Martin Kössler: Und diese Qualität gilt es kommunikativ zu vermitteln. Das ist die neue Funktion der Weinkritik.

Dann fassen wir zusammen: Wein braucht eine neue Sprache. Ist das so? Und wenn ja, wie soll sie aussehen? Welchem Zweck muss sie dienen, für wen und für welche Einsatzfelder muss sie gemacht sein?

Martin Kössler: Mit elitären Weinbeschreibungen und Elegien von Worthülsen kann man die Leute nicht erreichen. Wir müssen eine neue Weinsprache schaffen, indem sie selbst zum Thema gemacht wird, indem wir - wie heute hier - darüber reden. Wir - und das heißt wir alle: Händler, Journalisten, Sommeliers und Erzeuger - müssen der Sprache eine Funktion geben, sie muss einen konkreten Inhalt vermitteln.

Marcus Hofschuster: So ist es. Die Sprache in den Weinbeschreibungen muss etwas aussagen und vergleichbar sein. Dieselben Begriffe müssen dasselbe bedeuten.

Otto Geisel: Die Weinsprache muss einfacher werden, wir müssen die Beschreibungen reduzieren und entmystifizieren. Die Weinkritik muss die Menschen zum eigenen Erlebnis hinleiten, sie müssen mit ihren eigenen Sinnen wahrnehmen. Für Geschmack gibt es keine Verbindlichkeit. Was nicht als Geschmack abgespeichert ist, kann nicht geschmacklich wahrgenommen werden. Die Menschen brauchen mehr Selbstbewusstsein und Mut zum eigenen Geschmack, und dafür brauchen sie Informationen und auch eine gewisse Anleitung.

Martin Kössler: Ich stimme vollkommen zu. Die Weinbeschreibungen müssen zeitgemäßer werden, und das bedeutet: weniger Worte, aber präzise. Und - um das kurz aufzugreifen - wenn etwas als Geschmack abgespeichert wird, geschieht das eben über die Begriffe, über die Sprache.

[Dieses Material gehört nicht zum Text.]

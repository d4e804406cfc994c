//! HTTP error type returned by every handler and extractor.

use std::borrow::Cow;
use std::fmt;

use axum::http::StatusCode;
use axum::response::{IntoResponse, Response};

use crate::handler::response::ErrorResponse;

/// Error returned by handlers.
///
/// The [`ErrorKind`] fixes the status code and the base message; the
/// optional parts refine what the client sees.
#[derive(Clone)]
#[must_use = "errors do nothing unless serialized"]
pub struct Error<'a> {
    kind: ErrorKind,
    context: Option<Cow<'a, str>>,
    message: Option<Cow<'a, str>>,
    resource: Option<Cow<'a, str>>,
}

impl Error<'static> {
    /// Creates a new [`Error`] with the specified kind.
    #[inline]
    pub fn new(kind: ErrorKind) -> Self {
        Self {
            kind,
            context: None,
            message: None,
            resource: None,
        }
    }
}

impl<'a> Error<'a> {
    /// Attaches detail about what went wrong, such as the offending value.
    #[inline]
    pub fn with_context(self, context: impl Into<Cow<'a, str>>) -> Self {
        Self {
            context: Some(context.into()),
            ..self
        }
    }

    /// Appends a message to the kind's base message.
    #[inline]
    pub fn with_message(self, message: impl Into<Cow<'a, str>>) -> Self {
        Self {
            message: Some(message.into()),
            ..self
        }
    }

    /// Names the kind of resource the error is about (`task`, `stage`, ...).
    #[inline]
    pub fn with_resource(self, resource: impl Into<Cow<'a, str>>) -> Self {
        Self {
            resource: Some(resource.into()),
            ..self
        }
    }

    #[inline]
    pub fn kind(&self) -> ErrorKind {
        self.kind
    }

    #[inline]
    pub fn context(&self) -> Option<&str> {
        self.context.as_deref()
    }

    #[inline]
    pub fn message(&self) -> Option<&str> {
        self.message.as_deref()
    }

    #[inline]
    pub fn resource(&self) -> Option<&str> {
        self.resource.as_deref()
    }

    /// Converts this error into a static version by cloning all borrowed data.
    pub fn into_static(self) -> Error<'static> {
        Error {
            kind: self.kind,
            context: self.context.map(|c| Cow::Owned(c.into_owned())),
            message: self.message.map(|m| Cow::Owned(m.into_owned())),
            resource: self.resource.map(|r| Cow::Owned(r.into_owned())),
        }
    }
}

impl Default for Error<'static> {
    #[inline]
    fn default() -> Self {
        Self::new(ErrorKind::default())
    }
}

impl fmt::Debug for Error<'_> {
    fn fmt(&self, f: &mut fmt::Formatter<'_>) -> fmt::Result {
        let response = self.kind.response();

        let mut debug_struct = f.debug_struct("Error");
        debug_struct
            .field("kind", &self.kind)
            .field("name", &response.name)
            .field("status", &response.status);

        if let Some(ref message) = self.message {
            debug_struct.field("message", message);
        }

        if let Some(ref resource) = self.resource {
            debug_struct.field("resource", resource);
        }

        if let Some(ref context) = self.context {
            debug_struct.field("context", context);
        }

        debug_struct.finish()
    }
}

impl fmt::Display for Error<'_> {
    fn fmt(&self, f: &mut fmt::Formatter<'_>) -> fmt::Result {
        let response = self.kind.response();
        let message = self.message.as_deref().unwrap_or(response.message.as_ref());

        write!(f, "{} ({}): {}", response.name, response.status, message)?;

        if let Some(ref context) = self.context {
            write!(f, " - {}", context)?;
        }

        if let Some(ref resource) = self.resource {
            write!(f, " [resource: {}]", resource)?;
        }

        Ok(())
    }
}

impl std::error::Error for Error<'_> {}

impl IntoResponse for Error<'_> {
    fn into_response(self) -> Response {
        let mut response = self.kind.response();

        if let Some(message) = self.message {
            response = response.with_message(message);
        }

        if let Some(resource) = self.resource {
            response = response.with_resource(resource);
        }

        if let Some(context) = self.context {
            response = response.with_context(context);
        }

        response.into_response()
    }
}

impl From<ErrorKind> for Error<'static> {
    #[inline]
    fn from(kind: ErrorKind) -> Self {
        Self::new(kind)
    }
}

/// Result type for handlers.
pub type Result<T, E = Error<'static>> = std::result::Result<T, E>;

/// Every error a handler can answer with, grouped by status family.
#[must_use = "error kinds do nothing unless used to create errors"]
#[derive(Debug, Default, Clone, Copy, PartialEq, Eq, Hash)]
pub enum ErrorKind {
    // 4xx Client Errors
    /// 400 Bad Request - Missing required path parameter
    MissingPathParam,
    /// 400 Bad Request - Invalid request data
    BadRequest,
    /// 404 Not Found - Unknown task, stage, parameter, model or role
    NotFound,
    /// 409 Conflict - Operation not possible in the server's current state
    Conflict,
    /// 422 Unprocessable Entity - Configuration documents failed to load
    UnprocessableEntity,

    // 5xx Server Errors
    /// 500 Internal Server Error - Unexpected server error
    #[default]
    InternalServerError,
    /// 503 Service Unavailable - Resolver is shutting down
    ServiceUnavailable,
}

impl ErrorKind {
    #[inline]
    pub fn into_error(self) -> Error<'static> {
        Error::new(self)
    }

    #[inline]
    pub fn with_context<'a>(self, context: impl Into<Cow<'a, str>>) -> Error<'a> {
        Error::new(self).with_context(context)
    }

    #[inline]
    pub fn with_message<'a>(self, message: impl Into<Cow<'a, str>>) -> Error<'a> {
        Error::new(self).with_message(message)
    }

    #[inline]
    pub fn with_resource<'a>(self, resource: impl Into<Cow<'a, str>>) -> Error<'a> {
        Error::new(self).with_resource(resource)
    }

    #[inline]
    pub fn status_code(self) -> StatusCode {
        self.response().status
    }

    /// Returns the base response of this kind.
    #[inline]
    pub fn response(self) -> ErrorResponse<'static> {
        match self {
            Self::MissingPathParam => ErrorResponse::MISSING_PATH_PARAM,
            Self::BadRequest => ErrorResponse::BAD_REQUEST,
            Self::NotFound => ErrorResponse::NOT_FOUND,
            Self::Conflict => ErrorResponse::CONFLICT,
            Self::UnprocessableEntity => ErrorResponse::UNPROCESSABLE_ENTITY,
            Self::InternalServerError => ErrorResponse::INTERNAL_SERVER_ERROR,
            Self::ServiceUnavailable => ErrorResponse::SERVICE_UNAVAILABLE,
        }
    }
}

impl fmt::Display for ErrorKind {
    fn fmt(&self, f: &mut fmt::Formatter<'_>) -> fmt::Result {
        write!(f, "{}", self.response().name.as_ref())
    }
}

impl IntoResponse for ErrorKind {
    #[inline]
    fn into_response(self) -> Response {
        self.response().into_response()
    }
}

#[cfg(test)]
mod tests {
    use super::*;

    #[test]
    fn default_is_internal_server_error() {
        let error = Error::default();
        assert_eq!(error.kind(), ErrorKind::InternalServerError);
        assert_eq!(error.into_response().status(), StatusCode::INTERNAL_SERVER_ERROR);
    }

    #[test]
    fn builder_chaining() {
        let error = ErrorKind::NotFound
            .with_message("unknown task 'Translation'")
            .with_resource("task")
            .with_context("Translation");

        assert_eq!(error.kind(), ErrorKind::NotFound);
        assert_eq!(error.message(), Some("unknown task 'Translation'"));
        assert_eq!(error.resource(), Some("task"));
        assert_eq!(error.context(), Some("Translation"));
    }

    #[test]
    fn display_includes_every_part() {
        let error = ErrorKind::NotFound
            .with_message("unknown stage 'postprocessing'")
            .with_resource("stage")
            .with_context("postprocessing");

        let display = error.to_string();
        assert!(display.contains("not_found"));
        assert!(display.contains("404"));
        assert!(display.contains("unknown stage"));
        assert!(display.contains("[resource: stage]"));
    }

    #[test]
    fn display_falls_back_to_base_message() {
        let display = Error::new(ErrorKind::Conflict).to_string();
        assert!(display.starts_with("conflict (409 Conflict): "));
    }

    #[test]
    fn into_static_keeps_owned_parts() {
        let error = ErrorKind::BadRequest
            .with_message("bad".to_string())
            .with_context("value".to_string())
            .into_static();
        assert_eq!(error.message(), Some("bad"));
        assert_eq!(error.context(), Some("value"));
    }

    #[test]
    fn every_kind_maps_to_an_error_status() {
        let kinds = [
            ErrorKind::MissingPathParam,
            ErrorKind::BadRequest,
            ErrorKind::NotFound,
            ErrorKind::Conflict,
            ErrorKind::UnprocessableEntity,
            ErrorKind::InternalServerError,
            ErrorKind::ServiceUnavailable,
        ];

        for kind in kinds {
            let response = kind.response();
            assert!(!response.name.is_empty());
            assert!(response.status.as_u16() >= 400);
            assert_eq!(kind.into_response().status(), kind.status_code());
        }
    }
}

Marcus Hofschuster: Wir arbeiten seit fast 15 Jahren daran, uns in unseren Verkostungsnotizen auf das Wesentliche zu konzentrieren. Bei uns bedeuten dieselben Worte immer dasselbe. Aber wir können auch noch, sagen wir, menschlicher werden und noch mehr Interesse am Wein wecken. Die Kritik soll so objektiv wie möglich sein und muss subjektive Kriterien losgelöst von persönlichen Vorlieben neutral abarbeiten. Ich muss also auch würdigen, dass ein Wein technisch gut gemacht ist, auch wenn er mir selbst nicht schmeckt. Das ist auch ein Aspekt der Neutralität: Der Kritiker soll und darf niemandem seinen eigenen Geschmack aufzwingen, sondern er beschreibt seine Wahrnehmungen.

Otto Geisel: Das Weinerlebnis spielt sich ja auf der Gefühlsebene ab. Die Menschen sind viel sicherer bei der Auswahl von Kleidung, Autos oder Musik als bei ihrem eigenen Geschmackssinn. Hier kann Weinkritik eine wichtige Leitplanken-Funktion für den eigenen Geschmack des Konsumenten übernehmen, indem sie ihm den Weg dorthin weist, ihm Anreize gibt, diesen Weg zu gehen, und ihn begleitet.

Vielen Dank für das Gespräch, meine Herren.